L'ancien Premier ministre Édouard Philippe, toujours maire du Havre, devance son principal concurrent Gabriel Attal dans les intentions de vote pour la présidentielle de 2027. Selon une récente enquête Ifop-Fiducial pour LCI, Le Figaro et Sud Radio, Philippe recueille entre 19 et 21% des voix, tandis qu'Attal plafonne à 15%.

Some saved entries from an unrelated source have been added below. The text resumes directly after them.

use std::{
    io::{self, BufRead},
    path::PathBuf,
    process::ExitCode,
    thread,
    time::Duration,
};

use clap::Parser;
use log::{info, warn};

use soundwave_lib::{
    audio::resample::CANONICAL_SAMPLE_RATE,
    config::{DEFAULT_CHUNK_SIZE, DEFAULT_FPS, DEFAULT_WINDOW_SIZE},
    pipeline::clock::SystemClock,
    render::{
        console::{JsonRenderer, LogRenderer},
        CloseSignal, Renderer,
    },
    probe_metadata, CpalOutput, DecoderStream, PipelineConfig, PlaybackSink, Result,
    SpectrumAnalyzer, Synchronizer,
};

/// Frames between two log summaries of the headless renderer.
const LOG_EVERY_FRAMES: u64 = 30;

/// Command line arguments
#[derive(Parser, Debug)]
#[command(name = "soundwave")]
#[command(about = "Plays an audio file with a synchronized spectrum analysis", long_about = None)]
struct Args {
    /// Audio file to play
    #[arg(value_name = "SOURCE")]
    source: PathBuf,

    /// FFT window size in samples
    #[arg(long, default_value_t = DEFAULT_WINDOW_SIZE)]
    window_size: usize,

    /// Samples consumed per visual frame
    #[arg(long, default_value_t = DEFAULT_CHUNK_SIZE)]
    chunk_size: usize,

    /// Visual frame rate
    #[arg(long, default_value_t = DEFAULT_FPS)]
    fps: f64,

    /// Print one JSON line per analyzed frame on stdout
    #[arg(long)]
    json: bool,

    /// Stop after this many seconds
    #[arg(long, value_name = "SECONDS")]
    duration: Option<f32>,
}

fn main() -> ExitCode {
    env_logger::Builder::from_env(env_logger::Env::default().default_filter_or("info"))
        .format_timestamp_millis()
        .init();

    let args = Args::parse();
    match run(&args) {
        Ok(()) => ExitCode::SUCCESS,
        Err(err) => {
            eprintln!("soundwave: {err}");
            ExitCode::FAILURE
        }
    }
}

fn run(args: &Args) -> Result<()> {
    let config = PipelineConfig {
        window_size: args.window_size,
        chunk_size: args.chunk_size,
        ..PipelineConfig::default()
    }
    .with_frame_rate(args.fps)?;
    config.validate()?;

    match probe_metadata(&args.source) {
        Ok(meta) => info!(
            "Playing {} - {} ({:.1} s, {} Hz, {} ch)",
            meta.artist.as_deref().unwrap_or("Unknown artist"),
            meta.title.as_deref().unwrap_or("Unknown title"),
            meta.duration_seconds.unwrap_or_default(),
            meta.source_sample_rate.unwrap_or_default(),
            meta.source_channels.unwrap_or_default(),
        ),
        Err(err) => warn!("Cannot read metadata: {err}"),
    }

    let playback = DecoderStream::open(&args.source)?;
    let visual = DecoderStream::open(&args.source)?;
    let sink = PlaybackSink::new(CpalOutput::open(CANONICAL_SAMPLE_RATE)?);
    let analyzer = SpectrumAnalyzer::new(config.sample_rate, config.window_size)?;

    let close = CloseSignal::new();
    watch_stdin(close.clone());
    if let Some(seconds) = args.duration {
        match Duration::try_from_secs_f32(seconds) {
            Ok(limit) => close_after(close.clone(), limit),
            Err(_) => warn!("Ignoring invalid duration {seconds}"),
        }
    }

    let renderer: Box<dyn Renderer> = if args.json {
        Box::new(JsonRenderer::new(io::stdout(), close))
    } else {
        Box::new(LogRenderer::new(close, LOG_EVERY_FRAMES))
    };

    info!("Press Enter to stop");
    let mut sync = Synchronizer::new(
        config,
        playback,
        visual,
        sink,
        analyzer,
        renderer,
        SystemClock::new(),
    )?;
    sync.run()?;
    sync.shutdown();
    Ok(())
}

fn watch_stdin(close: CloseSignal) {
    thread::spawn(move || {
        let mut line = String::new();
        // EOF on stdin (detached terminal) does not close the session.
        if let Ok(read) = io::stdin().lock().read_line(&mut line) {
            if read > 0 {
                close.request();
            }
        }
    });
}

fn close_after(close: CloseSignal, limit: Duration) {
    thread::spawn(move || {
        thread::sleep(limit);
        close.request();
    });
}
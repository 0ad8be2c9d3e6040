use std::time::Duration;

use crate::{audio::resample::CANONICAL_SAMPLE_RATE, error::ConfigError};

pub const DEFAULT_WINDOW_SIZE: usize = 2048;
pub const DEFAULT_CHUNK_SIZE: usize = 512;
pub const DEFAULT_FPS: f64 = 60.0;

/// Tuning of the streaming loop. Sample counts are in canonical samples.
#[derive(Clone, Debug, PartialEq)]
pub struct PipelineConfig {
    pub sample_rate: u32,
    /// Analysis window, also the ring capacity.
    pub window_size: usize,
    /// Samples read from the visualization decoder per visual tick.
    pub chunk_size: usize,
    /// Initial block queued before streaming starts (~500 ms).
    pub preload_samples: usize,
    /// Backlog below which the playback decoder is pulled again (~200 ms).
    pub low_watermark: usize,
    pub refill_chunk: usize,
    pub refill_interval: Duration,
    pub frame_interval: Duration,
}

impl Default for PipelineConfig {
    fn default() -> Self {
        let sample_rate = CANONICAL_SAMPLE_RATE;
        Self {
            sample_rate,
            window_size: DEFAULT_WINDOW_SIZE,
            chunk_size: DEFAULT_CHUNK_SIZE,
            preload_samples: sample_rate as usize / 2,
            low_watermark: sample_rate as usize / 5,
            refill_chunk: 1024,
            refill_interval: Duration::from_millis(10),
            frame_interval: Duration::from_secs_f64(1.0 / DEFAULT_FPS),
        }
    }
}

impl PipelineConfig {
    pub fn with_frame_rate(mut self, fps: f64) -> Result<Self, ConfigError> {
        if !(fps.is_finite() && fps > 0.0) {
            return Err(ConfigError::FrameRate(fps));
        }
        self.frame_interval = Duration::from_secs_f64(1.0 / fps);
        Ok(self)
    }

    /// Largest tolerated gap between the audible and the visualized position.
    pub fn drift_ceiling(&self) -> u64 {
        2 * self.chunk_size as u64
    }

    pub fn validate(&self) -> Result<(), ConfigError> {
        if self.window_size < 2 {
            return Err(ConfigError::Window(self.window_size));
        }
        if self.chunk_size == 0 {
            return Err(ConfigError::EmptyChunk);
        }
        if self.chunk_size > self.window_size {
            return Err(ConfigError::ChunkLargerThanWindow {
                chunk: self.chunk_size,
                window: self.window_size,
            });
        }
        if self.frame_interval.is_zero() {
            return Err(ConfigError::FrameRate(f64::INFINITY));
        }
        Ok(())
    }
}

#[cfg(test)]
mod tests {
    use super::*;

    #[test]
    fn defaults_match_canonical_timing() {
        let config = PipelineConfig::default();
        assert_eq!(config.preload_samples, 22_050);
        assert_eq!(config.low_watermark, 8_820);
        assert_eq!(config.drift_ceiling(), 1024);
        assert!(config.validate().is_ok());
    }

    #[test]
    fn frame_rate_must_be_positive() {
        assert!(PipelineConfig::default().with_frame_rate(0.0).is_err());
        assert!(PipelineConfig::default().with_frame_rate(f64::NAN).is_err());
        let config = PipelineConfig::default().with_frame_rate(30.0).unwrap();
        assert_eq!(config.frame_interval, Duration::from_secs_f64(1.0 / 30.0));
    }

    #[test]
    fn chunk_must_fit_window() {
        let config = PipelineConfig {
            chunk_size: 4096,
            ..PipelineConfig::default()
        };
        assert!(matches!(
            config.validate(),
            Err(ConfigError::ChunkLargerThanWindow { .. })
        ));

        let config = PipelineConfig {
            chunk_size: 0,
            ..PipelineConfig::default()
        };
        assert!(matches!(config.validate(), Err(ConfigError::EmptyChunk)));
    }
}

Dans un scénario où Attal ne se présente pas, Philippe conserve un net avantage, avec 14% des voix contre 8% pour le leader de Renaissance. D'autres candidats comme Bruno Retailleau des Républicains semblent, quant à eux, en dessous, oscillant entre 8 et 11% des intentions.
Au Rassemblement National, Marine Le Pen et Jordan Bardella affichent des scores élevés, atteignant respectivement 32% et 35 à 37% des intentions, rendant la compétition austère pour les autres partis. Selon Le Monde, l'éventualité que Le Pen se retire de la course pourrait favoriser Bardella, qui devient de plus en plus populaire.
À gauche, Jean-Luc Mélenchon reste le candidat le plus fort avec environ 12 à 15%, surpassant Raphaël Glucksmann, qui récolte entre 8 et 11%. Même l'ancien président François Hollande, s'il se lançait, n'atteindrait que 9%. Les experts politiques, dont le professeur Pierre Larrouturou, sont unanimes quant à l'importance de ces chiffres, soulignant le moment crucial que représente cette période pour la gauche unie.
Cette enquête, réalisée en ligne du 22 au 24 juin auprès de 1 415 personnes, révèle également une marge d'erreur significative entre 1,1 et 2,5 points. Ainsi, les choix des électeurs semblent s'orienter progressivement, alors que la campagne présidentielle bat son plein. Les tendances observées pourraient avoir des implications majeures sur le paysage politique français dans les mois à venir.